M7i instances offer price performance benefits for workloads that need larger instance sizes (up to 192 vCPUs and 768 GiB memory) or continuous high CPU usage. M7i instances are ideal for workloads including large application servers and databases, gaming servers, CPU-based machine learning (ML), and video streaming. M7i instances deliver up to 15% better price performance compared to M6i instances.
We dive deep in showcasing how the parallel processing capabilities of Intel's hardware enable real-time inference for complex segmentation tasks. The partnership between Roboflow and Intel empowers businesses with advanced segmentation capabilities, revolutionizing applications in industries ranging from medical imaging to autonomous vehicles.
Through this benchmarking we are able to show the superior performance for accelerated inference in the new M7i and M7i-flex instances.
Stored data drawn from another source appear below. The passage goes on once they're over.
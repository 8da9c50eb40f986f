//! Version policy table.
//!
//! Every format decision that depends on the blob version (header layout,
//! node identifier form, value alignment, synthesized `name` properties)
//! is made from the [`Flags`] of the resolved [`VersionInfo`], never by
//! comparing version numbers.

use crate::common::{HEADER_V1_LEN, HEADER_V2_LEN, HEADER_V3_LEN, HEADER_V17_LEN};
use crate::error::{Error, Result};

bitflags::bitflags! {
    /// Format features switched on by a version.
    #[derive(Debug, Clone, Copy, PartialEq, Eq)]
    pub struct Flags: u32 {
        /// Nodes carry their full path instead of the short name.
        const FULLPATH = 0x1;
        /// Property values of 8 bytes or more are aligned to 8 bytes.
        const VARALIGN = 0x2;
        /// Every node has a `name` property, synthesized when missing.
        const NAMEPROPS = 0x4;
        /// Header has `boot_cpuid_phys`.
        const BOOTCPUID = 0x8;
        /// Header has `size_dt_strings`.
        const STRTABSIZE = 0x10;
        /// Header has `size_dt_struct`.
        const STRUCTSIZE = 0x20;
        /// Structure block may contain `FDT_NOP` tags.
        const NOP = 0x40;
    }
}

/// Static description of one blob format version.
#[derive(Debug, Clone, Copy, PartialEq, Eq)]
pub struct VersionInfo {
    pub version: u32,
    pub last_comp_version: u32,
    pub hdr_size: u32,
    pub flags: Flags,
}

const LEGACY: Flags = Flags::FULLPATH
    .union(Flags::VARALIGN)
    .union(Flags::NAMEPROPS);

static VERSION_TABLE: [VersionInfo; 5] = [
    VersionInfo {
        version: 1,
        last_comp_version: 1,
        hdr_size: HEADER_V1_LEN,
        flags: LEGACY,
    },
    VersionInfo {
        version: 2,
        last_comp_version: 1,
        hdr_size: HEADER_V2_LEN,
        flags: LEGACY.union(Flags::BOOTCPUID),
    },
    VersionInfo {
        version: 3,
        last_comp_version: 1,
        hdr_size: HEADER_V3_LEN,
        flags: LEGACY.union(Flags::BOOTCPUID).union(Flags::STRTABSIZE),
    },
    VersionInfo {
        version: 0x10,
        last_comp_version: 0x10,
        hdr_size: HEADER_V3_LEN,
        flags: Flags::BOOTCPUID.union(Flags::STRTABSIZE),
    },
    VersionInfo {
        version: 0x11,
        last_comp_version: 0x10,
        hdr_size: HEADER_V17_LEN,
        flags: Flags::BOOTCPUID
            .union(Flags::STRTABSIZE)
            .union(Flags::STRUCTSIZE)
            .union(Flags::NOP),
    },
];

/// Find the table entry for `version`.
pub fn lookup(version: u32) -> Result<&'static VersionInfo> {
    VERSION_TABLE
        .iter()
        .find(|vi| vi.version == version)
        .ok_or(Error::unknown_version(version, 0))
}

/// All known versions, oldest first.
pub fn supported() -> impl Iterator<Item = u32> {
    VERSION_TABLE.iter().map(|vi| vi.version)
}

impl VersionInfo {
    #[inline]
    pub fn has(&self, flag: Flags) -> bool {
        self.flags.contains(flag)
    }
}
use crate::common::*;
use alloc::vec::Vec;

/// Append-only byte accumulator for the structure and reservation blocks.
///
/// Alignment is relative to the number of bytes written so far, and padding
/// is always zero.
#[derive(Debug, Default, Clone)]
pub struct DataBuffer {
    data: Vec<u8>,
}

impl DataBuffer {
    pub fn new() -> DataBuffer {
        DataBuffer { data: Vec::new() }
    }

    #[inline]
    pub fn len(&self) -> usize {
        self.data.len()
    }

    #[inline]
    pub fn is_empty(&self) -> bool {
        self.data.is_empty()
    }

    pub fn as_slice(&self) -> &[u8] {
        &self.data
    }

    pub fn into_inner(self) -> Vec<u8> {
        self.data
    }

    pub fn write_to_offset_u32(&mut self, offset: usize, value: u32) {
        self.data[offset..offset + U32_LEN].copy_from_slice(&u32::to_be_bytes(value));
    }

    pub fn step_by_u32(&mut self, value: u32) {
        self.data.extend_from_slice(&u32::to_be_bytes(value));
    }

    pub fn step_by_u64(&mut self, value: u64) {
        self.data.extend_from_slice(&u64::to_be_bytes(value));
    }

    pub fn step_by_u8(&mut self, value: u8) {
        self.data.push(value);
    }

    pub fn step_by_slice(&mut self, value: &[u8]) {
        self.data.extend_from_slice(value);
    }

    pub fn step_by_zeros(&mut self, len: usize) {
        self.data.resize(self.data.len() + len, 0);
    }

    pub fn step_align(&mut self, align: usize) {
        let len = align_up(self.data.len(), align);
        self.data.resize(len, 0);
    }

    /// Name bytes followed by a terminating zero, not aligned.
    pub fn step_by_name(&mut self, name: &str) {
        self.step_by_slice(name.as_bytes());
        self.step_by_u8(0);
    }
}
The benchmarking results are as follows:
As you can see, our benchmarking shows that the new Sapphire Rapids instances are far superior in inference speed and cost per frame in comparison to previous Xeon generations, outside of the T2 instance type. But this is a bit misleading as the instance is small and would not be able to be used for anything at scale. It’s also extremely slow in comparison to the other instance types, which meets the hypothesis that Xeon Broadwell is an inferior chip at this point.
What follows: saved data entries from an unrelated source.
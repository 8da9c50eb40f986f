use super::emitter::{Emitter, flatten_tree};
use super::string_block::StringBlock;
use super::{DataChunk, Escaped, FlattenConfig, data_chunks};
use crate::common::*;
use crate::error::Result;
use crate::tree::{BootInfo, Property};
use crate::version::{self, Flags};
use core::fmt::Write;

const SYMPREFIX: &str = "dt";

/// Emitter writing assembler directives.
pub struct AsmEmitter<'w, W: Write> {
    out: &'w mut W,
}

impl<'w, W: Write> AsmEmitter<'w, W> {
    pub fn new(out: &'w mut W) -> Self {
        AsmEmitter { out }
    }
}

impl<W: Write> Emitter for AsmEmitter<'_, W> {
    fn cell(&mut self, value: u32) -> Result<()> {
        writeln!(self.out, "\t.long\t{:#x}", value)?;
        Ok(())
    }

    fn string(&mut self, value: &str) -> Result<()> {
        writeln!(self.out, "\t.string\t\"{}\"", Escaped(value))?;
        Ok(())
    }

    fn align(&mut self, align: usize) -> Result<()> {
        writeln!(self.out, "\t.balign\t{}", align)?;
        Ok(())
    }

    fn data(&mut self, prop: &Property) -> Result<()> {
        for chunk in data_chunks(prop.value()) {
            match chunk {
                DataChunk::Long(v) => writeln!(self.out, "\t.long\t{:#x}", v)?,
                DataChunk::Short(v) => writeln!(self.out, "\t.short\t{:#x}", v)?,
                DataChunk::Byte(v) => writeln!(self.out, "\t.byte\t{:#x}", v)?,
            }
        }
        Ok(())
    }

    fn begin_node(&mut self, label: Option<&str>) -> Result<()> {
        if let Some(label) = label {
            write!(self.out, "\t.globl\t{0}\n{0}:\n", label)?;
        }
        writeln!(self.out, "\t.long\tOF_DT_BEGIN_NODE")?;
        Ok(())
    }

    fn end_node(&mut self, label: Option<&str>) -> Result<()> {
        writeln!(self.out, "\t.long\tOF_DT_END_NODE")?;
        if let Some(label) = label {
            write!(self.out, "\t.globl\t{0}_end\n{0}_end:\n", label)?;
        }
        Ok(())
    }

    fn property(&mut self, label: Option<&str>) -> Result<()> {
        if let Some(label) = label {
            write!(self.out, "\t.globl\t{0}\n{0}:\n", label)?;
        }
        writeln!(self.out, "\t.long\tOF_DT_PROP")?;
        Ok(())
    }
}

/// `.globl` symbol plus its plain and underscored definitions.
fn emit_label<W: Write>(out: &mut W, label: &str) -> Result<()> {
    write!(
        out,
        "\t.globl\t{0}_{1}\n{0}_{1}:\n_{0}_{1}:\n",
        SYMPREFIX, label
    )?;
    Ok(())
}

pub(crate) fn write_defines<W: Write>(out: &mut W) -> Result<()> {
    writeln!(out, "/* autogenerated by dtc, do not edit */\n")?;
    writeln!(out, "#define OF_DT_HEADER {:#x}", DEVICE_TREE_MAGIC)?;
    writeln!(out, "#define OF_DT_BEGIN_NODE {:#x}", FDT_BEGIN_NODE)?;
    writeln!(out, "#define OF_DT_END_NODE {:#x}", FDT_END_NODE)?;
    writeln!(out, "#define OF_DT_PROP {:#x}", FDT_PROP)?;
    writeln!(out, "#define OF_DT_END {:#x}", FDT_END)?;
    writeln!(out)?;
    Ok(())
}

/// Write `bi` as assembler source that builds the same blob layout as
/// [`to_blob`](super::to_blob), with header fields computed from symbol
/// differences.
pub fn to_asm<W: Write>(bi: &BootInfo, config: &FlattenConfig, out: &mut W) -> Result<()> {
    let vi = version::lookup(config.version)?;
    let p = SYMPREFIX;

    write_defines(out)?;

    emit_label(out, "blob_start")?;
    emit_label(out, "header")?;
    writeln!(out, "\t.long\tOF_DT_HEADER /* magic */")?;
    writeln!(out, "\t.long\t_{p}_blob_end - _{p}_blob_start /* totalsize */")?;
    writeln!(out, "\t.long\t_{p}_struct_start - _{p}_blob_start /* off_dt_struct */")?;
    writeln!(out, "\t.long\t_{p}_strings_start - _{p}_blob_start /* off_dt_strings */")?;
    writeln!(out, "\t.long\t_{p}_reserve_map - _{p}_blob_start /* off_mem_rsvmap */")?;
    writeln!(out, "\t.long\t{} /* version */", vi.version)?;
    writeln!(out, "\t.long\t{} /* last_comp_version */", vi.last_comp_version)?;
    if vi.has(Flags::BOOTCPUID) {
        writeln!(out, "\t.long\t{}\t/*boot_cpuid_phys*/", config.boot_cpuid_phys)?;
    }
    if vi.has(Flags::STRTABSIZE) {
        writeln!(
            out,
            "\t.long\t_{p}_strings_end - _{p}_strings_start\t/* size_dt_strings */"
        )?;
    }
    if vi.has(Flags::STRUCTSIZE) {
        writeln!(
            out,
            "\t.long\t_{p}_struct_end - _{p}_struct_start\t/* size_dt_struct */"
        )?;
    }

    AsmEmitter::new(out).align(DOUBLE_CELL_LEN)?;
    emit_label(out, "reserve_map")?;
    writeln!(out, "/* Memory reserve map from source file */")?;
    // .long halves, since .quad is missing from some assemblers
    for entry in &bi.reserve_map {
        for value in [entry.address, entry.size] {
            writeln!(out, "\t.long\t0x{:08x}", (value >> 32) as u32)?;
            writeln!(out, "\t.long\t0x{:08x}", value as u32)?;
        }
    }
    writeln!(out, "\t.long\t0, 0\n\t.long\t0, 0")?;

    emit_label(out, "struct_start")?;
    let mut strings = StringBlock::new();
    flatten_tree(&bi.root, &mut AsmEmitter::new(out), &mut strings, vi)?;
    writeln!(out, "\t.long\tOF_DT_END")?;
    emit_label(out, "struct_end")?;

    emit_label(out, "strings_start")?;
    for name in strings.iter() {
        writeln!(out, "\t.string \"{}\"", Escaped::from_bytes(name))?;
    }
    emit_label(out, "strings_end")?;

    emit_label(out, "blob_end")?;
    Ok(())
}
The M7i-flex gives you the best mix of speed and total cost. It is worth pointing out that this benchmarking is using baseline Intel instance types, without adding further Intel software optimizations. Adding these optimizations can greatly increase your inference speed and reduce overall cost. Next we will jump right into benchmarking these software optimizations.
Part 3: Accelerated Inference and Optimization with Intel's Advanced Software
Now we will move onto a powerful piece to Intel - pairing their accelerated software with hardware and explore the art of optimization and accelerated inference by leveraging Intel's state-of-the-art optimization software.
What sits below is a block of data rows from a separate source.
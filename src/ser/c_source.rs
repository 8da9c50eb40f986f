use super::asm::write_defines;
use super::emitter::{Emitter, flatten_tree};
use super::string_block::StringBlock;
use super::{DataChunk, Escaped, FlattenConfig, data_chunks};
use crate::common::DOUBLE_CELL_LEN;
use crate::error::Result;
use crate::tree::{BootInfo, Property};
use crate::version::{self, Flags};
use core::fmt::Write;

/// Emitter writing struct members of C source.
///
/// Every member gets a fresh identifier from `unique`, which lives and dies
/// with the emitter.
pub struct CEmitter<'w, W: Write> {
    out: &'w mut W,
    unique: u32,
}

impl<'w, W: Write> CEmitter<'w, W> {
    pub fn new(out: &'w mut W) -> Self {
        CEmitter { out, unique: 0 }
    }

    fn next_unique(&mut self) -> u32 {
        let id = self.unique;
        self.unique += 1;
        id
    }
}

impl<W: Write> Emitter for CEmitter<'_, W> {
    fn cell(&mut self, value: u32) -> Result<()> {
        let id = self.next_unique();
        writeln!(self.out, "\tu32\tc{} = {:#x};", id, value)?;
        Ok(())
    }

    fn string(&mut self, value: &str) -> Result<()> {
        let id = self.next_unique();
        writeln!(self.out, "\tunsigned char *c{}  = \t\"{}\";", id, Escaped(value))?;
        Ok(())
    }

    fn align(&mut self, align: usize) -> Result<()> {
        writeln!(self.out, "\tALIGN(x)\t{}", align)?;
        Ok(())
    }

    fn data(&mut self, prop: &Property) -> Result<()> {
        for chunk in data_chunks(prop.value()) {
            let id = self.next_unique();
            match chunk {
                DataChunk::Long(v) => writeln!(self.out, "\tu32 d{} = \t{:#x};", id, v)?,
                DataChunk::Short(v) => writeln!(self.out, "\tu16 d{} = \t{:#x};", id, v)?,
                DataChunk::Byte(v) => writeln!(self.out, "\tu8 d{} = \t{:#x};", id, v)?,
            }
        }
        Ok(())
    }

    fn begin_node(&mut self, label: Option<&str>) -> Result<()> {
        if let Some(label) = label {
            writeln!(self.out, "struct\t{} {{", label)?;
        }
        let id = self.next_unique();
        writeln!(self.out, "\tu32\tn{} = OF_DT_BEGIN_NODE;", id)?;
        Ok(())
    }

    fn end_node(&mut self, label: Option<&str>) -> Result<()> {
        let id = self.next_unique();
        writeln!(self.out, "\tu32\ten{} = OF_DT_END_NODE;", id)?;
        if let Some(label) = label {
            writeln!(self.out, "\t\t{};", label)?;
        }
        Ok(())
    }

    fn property(&mut self, label: Option<&str>) -> Result<()> {
        if let Some(label) = label {
            let id = self.next_unique();
            writeln!(self.out, "\tstruct p{}\t{}{{", id, label)?;
        }
        let id = self.next_unique();
        writeln!(self.out, "\tu32 p{} = \tOF_DT_PROP;", id)?;
        Ok(())
    }
}

fn struct_start<W: Write>(out: &mut W, label: &str) -> Result<()> {
    writeln!(out, "struct\t{} {{", label)?;
    Ok(())
}

fn struct_end<W: Write>(out: &mut W, label: &str) -> Result<()> {
    writeln!(out, "}}; /*{}*/", label)?;
    Ok(())
}

/// Write `bi` as a C `struct blob` whose members spell out the blob.
pub fn to_c<W: Write>(bi: &BootInfo, config: &FlattenConfig, out: &mut W) -> Result<()> {
    let vi = version::lookup(config.version)?;

    write_defines(out)?;

    struct_start(out, "blob")?;
    writeln!(out, "\tu32\tmagic = OF_DT_HEADER;")?;
    writeln!(out, "\tu32\ttotalsize = sizeof(struct blob);")?;
    writeln!(out, "\tu32\toffdt = offsetof(struct blob, dt);")?;
    writeln!(out, "\tu32\toffstrings = offsetof(struct blob, strings);")?;
    writeln!(out, "\tu32\toffreserve = offsetof(struct blob, reserve);")?;
    writeln!(out, "\tu32\tversion = {};", vi.version)?;
    writeln!(out, "\tu32\tlast_comp_version = {};", vi.last_comp_version)?;
    if vi.has(Flags::BOOTCPUID) {
        writeln!(out, "\tu32\tboot_cpuid_phys = {:#x};", config.boot_cpuid_phys)?;
    }
    if vi.has(Flags::STRTABSIZE) {
        writeln!(out, "\tu32\tsize_dt_strings = sizeof(dt.strings);")?;
    }
    if vi.has(Flags::STRUCTSIZE) {
        writeln!(out, "\tu32\tsize_dt_struct = sizeof(struct dt_blob);")?;
    }

    CEmitter::new(out).align(DOUBLE_CELL_LEN)?;
    writeln!(out, "\t/* Memory reserve map from source file */")?;
    writeln!(out, "\tu64 reservemap[] = {{")?;
    for entry in &bi.reserve_map {
        writeln!(out, "\tu64\t{:#x}", entry.address)?;
        writeln!(out, "\tu64\t{:#x}", entry.size)?;
    }
    writeln!(out, "\t0, 0")?;
    writeln!(out, "\t}};")?;

    struct_start(out, "dt_blob")?;
    let mut strings = StringBlock::new();
    flatten_tree(&bi.root, &mut CEmitter::new(out), &mut strings, vi)?;
    writeln!(out, "\tu32\tend = OF_DT_END;")?;
    struct_end(out, "dt_blob")?;

    writeln!(out, "\tchar *stringtable[] = {{")?;
    for name in strings.iter() {
        writeln!(out, "\t\"{}\"", Escaped::from_bytes(name))?;
    }
    writeln!(out, "\t}};")?;

    struct_end(out, "blob")?;
    Ok(())
}

#[cfg(test)]
mod tests {
    use super::*;
    use crate::tree::Node;
    use alloc::{string::String, vec::Vec};

    #[test]
    fn counter_is_per_emitter() {
        let prop = Property::new("x", [0u8, 0, 0, 1, 2]);
        let mut first = String::new();
        let mut emitter = CEmitter::new(&mut first);
        emitter.cell(7).unwrap();
        emitter.data(&prop).unwrap();
        assert_eq!(
            first,
            "\tu32\tc0 = 0x7;\n\tu32 d1 = \t0x1;\n\tu8 d2 = \t0x2;\n"
        );

        let mut second = String::new();
        CEmitter::new(&mut second).cell(7).unwrap();
        assert_eq!(second, "\tu32\tc0 = 0x7;\n");
    }

    #[test]
    fn labelled_property_opens_struct() {
        let mut out = String::new();
        CEmitter::new(&mut out).property(Some("clk")).unwrap();
        assert_eq!(out, "\tstruct p0\tclk{\n\tu32 p1 = \tOF_DT_PROP;\n");
    }

    #[test]
    fn whole_blob_struct() {
        let root = Node::root().with_child(Node::new("cpus"));
        let bi = BootInfo::new(Vec::new(), root);
        let mut out = String::new();
        to_c(&bi, &FlattenConfig::default().with_version(1), &mut out).unwrap();
        assert!(out.contains("struct\tblob {\n\tu32\tmagic = OF_DT_HEADER;\n"));
        assert!(out.contains("\tu32\tversion = 1;\n\tu32\tlast_comp_version = 1;\n\tALIGN(x)\t8\n"));
        assert!(!out.contains("boot_cpuid_phys"));
        assert!(out.contains("\tu64 reservemap[] = {\n\t0, 0\n\t};\n"));
        assert!(out.contains("struct\tdt_blob {\n\tu32\tn0 = OF_DT_BEGIN_NODE;\n\tunsigned char *c1  = \t\"/\";\n"));
        assert!(out.contains("\tunsigned char *c"));
        assert!(out.contains("\"/cpus\";\n"));
        assert!(out.contains("\tu32\tend = OF_DT_END;\n}; /*dt_blob*/\n\tchar *stringtable[] = {\n\t\"name\"\n\t};\n}; /*blob*/\n"));
    }
}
Here we have applied several optimization techniques to inferencing. Leveraging IntelMPI, the inferencing task is evenly distributed and bonded to the physical cores to handle complex computations. Intel Extension for PyTorch (IPEX) enabled PyTorch to run the model efficiently using well optimized operators. The unique Advanced Matrix Extensions (AMX) instructions on 4th generation Xeon Sapphire Rapids improved the throughput by utilizing a new datatype - BF16 (through Automatic Mixed Precision) in the model.
- Intel Extension for PyTorch (IPEX)
- AMX + BF16 + Automatic Mixed Precision
Through this experimentation and refinement, we discover the ability of Intel's optimization tools in unlocking peak performance and efficiency.
As in the previous benchmarking, AMX+BF16 were not used. Now with the unique AMX + BF16 support on SPR, inference is much improved.
The results are as follow:
As you can see, through optimization techniques and Intel software, we are able to get even better results when it comes to inference time and accelerated inference. For the M7 instance types we were able to reduce our inference times over 60% when integrating Intel optimization techniques, with a massive spike on the frames you can process per hour, therefore greatly reducing the cost. As you can see, once again the M7i-Flex wins out for best combination of speed and cost per frame.
The convergence of Roboflow's advanced computer vision models and Intel's cutting-edge hardware sets the stage for a new era of innovation in computer vision. This benchmarking was able to showcase the performance leap Intel has taken into AI with Sapphire Rapids offering a CPU alternative for ML inference at scale.
With GPU shortages happening across the world, Intel is in a unique position to capitalize on a market hungry for AI compute.